### Exercise materials

use crate::cache::client::{CacheApi, CacheError, TTL_MISSING, TTL_PERSISTENT};

use async_trait::async_trait;
use std::{
    collections, sync,
    time::{Duration, Instant},
};

#[derive(Debug)]
struct Entry {
    value: String,
    expires_at: Option<Instant>,
}

impl Entry {
    fn is_expired(&self, now: Instant) -> bool {
        self.expires_at.is_some_and(|expires_at| expires_at <= now)
    }
}

/// In-memory test double for [`CacheApi`] that honours expirations.
#[derive(Debug, Default)]
pub struct MockCache {
    entries: sync::Mutex<collections::HashMap<String, Entry>>,
    unavailable: bool,
}

impl MockCache {
    /// A cache whose every call fails with [`CacheError::ConnectionFailed`].
    pub fn unavailable() -> Self {
        Self {
            unavailable: true,
            ..Default::default()
        }
    }

    /// Store a raw value without expiration, bypassing serialization.
    pub fn insert_raw(&self, key: &str, value: &str) {
        self.entries().insert(
            key.to_string(),
            Entry {
                value: value.to_string(),
                expires_at: None,
            },
        );
    }

    /// The raw value stored under `key`, if any.
    pub fn raw(&self, key: &str) -> Option<String> {
        let now = Instant::now();
        self.entries()
            .get(key)
            .filter(|entry| !entry.is_expired(now))
            .map(|entry| entry.value.clone())
    }

    fn entries(&self) -> sync::MutexGuard<'_, collections::HashMap<String, Entry>> {
        self.entries
            .lock()
            .unwrap_or_else(sync::PoisonError::into_inner)
    }

    fn check_available(&self) -> Result<(), CacheError> {
        if self.unavailable {
            return Err(CacheError::ConnectionFailed("connection refused".to_string()));
        }
        Ok(())
    }
}

#[async_trait]
impl CacheApi for MockCache {
    async fn get(&self, key: &str) -> Result<Option<String>, CacheError> {
        self.check_available()?;
        Ok(self.raw(key))
    }

    async fn set(&self, key: &str, value: String, expiration: Duration) -> Result<(), CacheError> {
        self.check_available()?;
        let expires_at = (!expiration.is_zero()).then(|| Instant::now() + expiration);
        self.entries()
            .insert(key.to_string(), Entry { value, expires_at });
        Ok(())
    }

    async fn ttl(&self, key: &str) -> Result<i64, CacheError> {
        self.check_available()?;
        let now = Instant::now();
        let ttl = match self.entries().get(key) {
            None => TTL_MISSING,
            Some(entry) if entry.is_expired(now) => TTL_MISSING,
            Some(Entry {
                expires_at: None, ..
            }) => TTL_PERSISTENT,
            Some(Entry {
                expires_at: Some(expires_at),
                ..
            }) => i64::try_from(expires_at.duration_since(now).as_millis()).unwrap_or(i64::MAX),
        };
        Ok(ttl)
    }

    async fn delete(&self, key: &str) -> Result<(), CacheError> {
        self.check_available()?;
        self.entries().remove(key);
        Ok(())
    }
}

######

| Brief |
Go through the material above, find each line with the string "Default", and copy it.

| Answer |
#[derive(Debug, Default)]
            ..Default::default()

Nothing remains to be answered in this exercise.